Please advise. Thanks!

 

5 REPLIES 5
EPala.2
Associate III

Bump

EPala.2
Associate III

Bump

If you have to keep bumping posts you either haven't targeted them properly, or the forum has little intrinsic interest in the topic..

Add content and context with additional posts.

Looks to be several things that can be pulled out of the loops that might help general efficiency. Perhaps walk the compiler output code, looking at the quality, and identifying where the MCU is spending the bulk of it's time.

Perhaps discuss with your own DSP experts the extent to which the CORDIC functions may be relevant or useful. Review any available texts on the topics, and consult with those with specific expertise in the topic area.

Tips, Buy me a coffee, or three.. PayPal Venmo
Up vote any posts that you find helpful, it shows what's working..

I agree the question can be made more specific. I can post asking about optimization for different sections one at a time. 

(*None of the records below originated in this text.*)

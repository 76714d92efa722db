use axum::http::StatusCode;
use axum::response::{IntoResponse, Response};
use plano_core::error::CoreError;
use serde_json::json;

/// PostgreSQL `foreign_key_violation`.
const FOREIGN_KEY_VIOLATION: &str = "23503";
/// PostgreSQL `unique_violation`.
const UNIQUE_VIOLATION: &str = "23505";

/// Application-level error type for HTTP handlers.
///
/// Wraps [`CoreError`] for domain errors and adds HTTP-specific variants.
/// Implements [`IntoResponse`] to produce consistent JSON error responses.
#[derive(Debug, thiserror::Error)]
pub enum AppError {
    /// A domain-level error from `plano_core`.
    #[error(transparent)]
    Core(#[from] CoreError),

    /// A database error from sqlx.
    #[error("Database error: {0}")]
    Database(#[from] sqlx::Error),

    /// An internal error with a human-readable message.
    #[error("Internal error: {0}")]
    InternalError(String),
}

/// Convenience type alias for handler return values.
pub type AppResult<T> = Result<T, AppError>;

impl IntoResponse for AppError {
    fn into_response(self) -> Response {
        let (status, code, message) = match &self {
            // --- CoreError variants ---
            AppError::Core(core) => match core {
                CoreError::NotFound { entity, id } => (
                    StatusCode::NOT_FOUND,
                    "NOT_FOUND",
                    format!("{entity} with id {id} not found"),
                ),
                CoreError::Validation(msg) => {
                    (StatusCode::BAD_REQUEST, "VALIDATION_ERROR", msg.clone())
                }
                CoreError::Conflict(msg) => (StatusCode::CONFLICT, "CONFLICT", msg.clone()),
                CoreError::DependentRecords { .. } => {
                    (StatusCode::CONFLICT, "DEPENDENT_RECORDS", core.to_string())
                }
                CoreError::Unauthorized(msg) => {
                    (StatusCode::UNAUTHORIZED, "UNAUTHORIZED", msg.clone())
                }
            },

            // --- Database errors ---
            AppError::Database(err) => classify_sqlx_error(err),

            // --- HTTP-specific errors ---
            AppError::InternalError(msg) => {
                tracing::error!(error = %msg, "Internal error");
                (
                    StatusCode::INTERNAL_SERVER_ERROR,
                    "INTERNAL_ERROR",
                    "An internal error occurred".to_string(),
                )
            }
        };

        let body = json!({
            "error": message,
            "code": code,
        });

        (status, axum::Json(body)).into_response()
    }
}

/// Whether `err` is a foreign-key violation raised by PostgreSQL.
pub fn is_foreign_key_violation(err: &sqlx::Error) -> bool {
    err.as_database_error()
        .and_then(|db_err| db_err.code())
        .as_deref()
        == Some(FOREIGN_KEY_VIOLATION)
}

/// Map a failed delete to [`CoreError::DependentRecords`] when rows still
/// reference the target, leaving every other error untouched.
pub fn delete_error(entity: &'static str) -> impl FnOnce(sqlx::Error) -> AppError {
    move |err| {
        if is_foreign_key_violation(&err) {
            AppError::Core(CoreError::DependentRecords { entity })
        } else {
            AppError::Database(err)
        }
    }
}

/// Classify a sqlx error into an HTTP status, error code, and message.
///
/// - `RowNotFound` maps to 404.
/// - Unique constraint violations (constraint name starting with `uq_`) map to 409.
/// - Foreign-key violations on insert or update map to 400: the body
///   references a parent row that does not exist.
/// - Everything else maps to 500 with a sanitized message.
fn classify_sqlx_error(err: &sqlx::Error) -> (StatusCode, &'static str, String) {
    match err {
        sqlx::Error::RowNotFound => (
            StatusCode::NOT_FOUND,
            "NOT_FOUND",
            "Resource not found".to_string(),
        ),
        sqlx::Error::Database(db_err) => {
            match db_err.code().as_deref() {
                Some(UNIQUE_VIOLATION) => {
                    let constraint = db_err.constraint().unwrap_or("unknown");
                    if constraint.starts_with("uq_") {
                        return (
                            StatusCode::CONFLICT,
                            "CONFLICT",
                            format!("Duplicate value violates unique constraint: {constraint}"),
                        );
                    }
                }
                Some(FOREIGN_KEY_VIOLATION) => {
                    let constraint = db_err.constraint().unwrap_or("unknown");
                    return (
                        StatusCode::BAD_REQUEST,
                        "INVALID_REFERENCE",
                        format!("Referenced record does not exist: {constraint}"),
                    );
                }
                _ => {}
            }
            tracing::error!(error = %db_err, "Database error");
            (
                StatusCode::INTERNAL_SERVER_ERROR,
                "INTERNAL_ERROR",
                "An internal error occurred".to_string(),
            )
        }
        other => {
            tracing::error!(error = %other, "Database error");
            (
                StatusCode::INTERNAL_SERVER_ERROR,
                "INTERNAL_ERROR",
                "An internal error occurred".to_string(),
            )
        }
    }
}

However, speaking as the DSP expert, knowledge of how to program an FFT pitch shifter doesn't mean I have an in depth understanding of the acceleration features on a specific piece of hardware. There is no one I have direct access to with specific expertise on CORDIC, which is why I am asking here. 

More specifically then, can CORDIC offer increased performance in the following areas:

float32_t amp = sqrtf((fft_out[i] * fft_out[i]) + (fft_out[i+1] * fft_out[i+1]));
    		float32_t phase = atan2f(fft_out[i+1], fft_out[i]);

Can the magnitude and / or phase angle calculation be sped up by using CORDIC?




 

 

Absolutely it can. The CORDIC has a specific function for just that purpose. But you'll need to pipeline your operations to get the best performance. The chip specific documentation from ST covers this directly. Just read the CORDIC section thoroughly.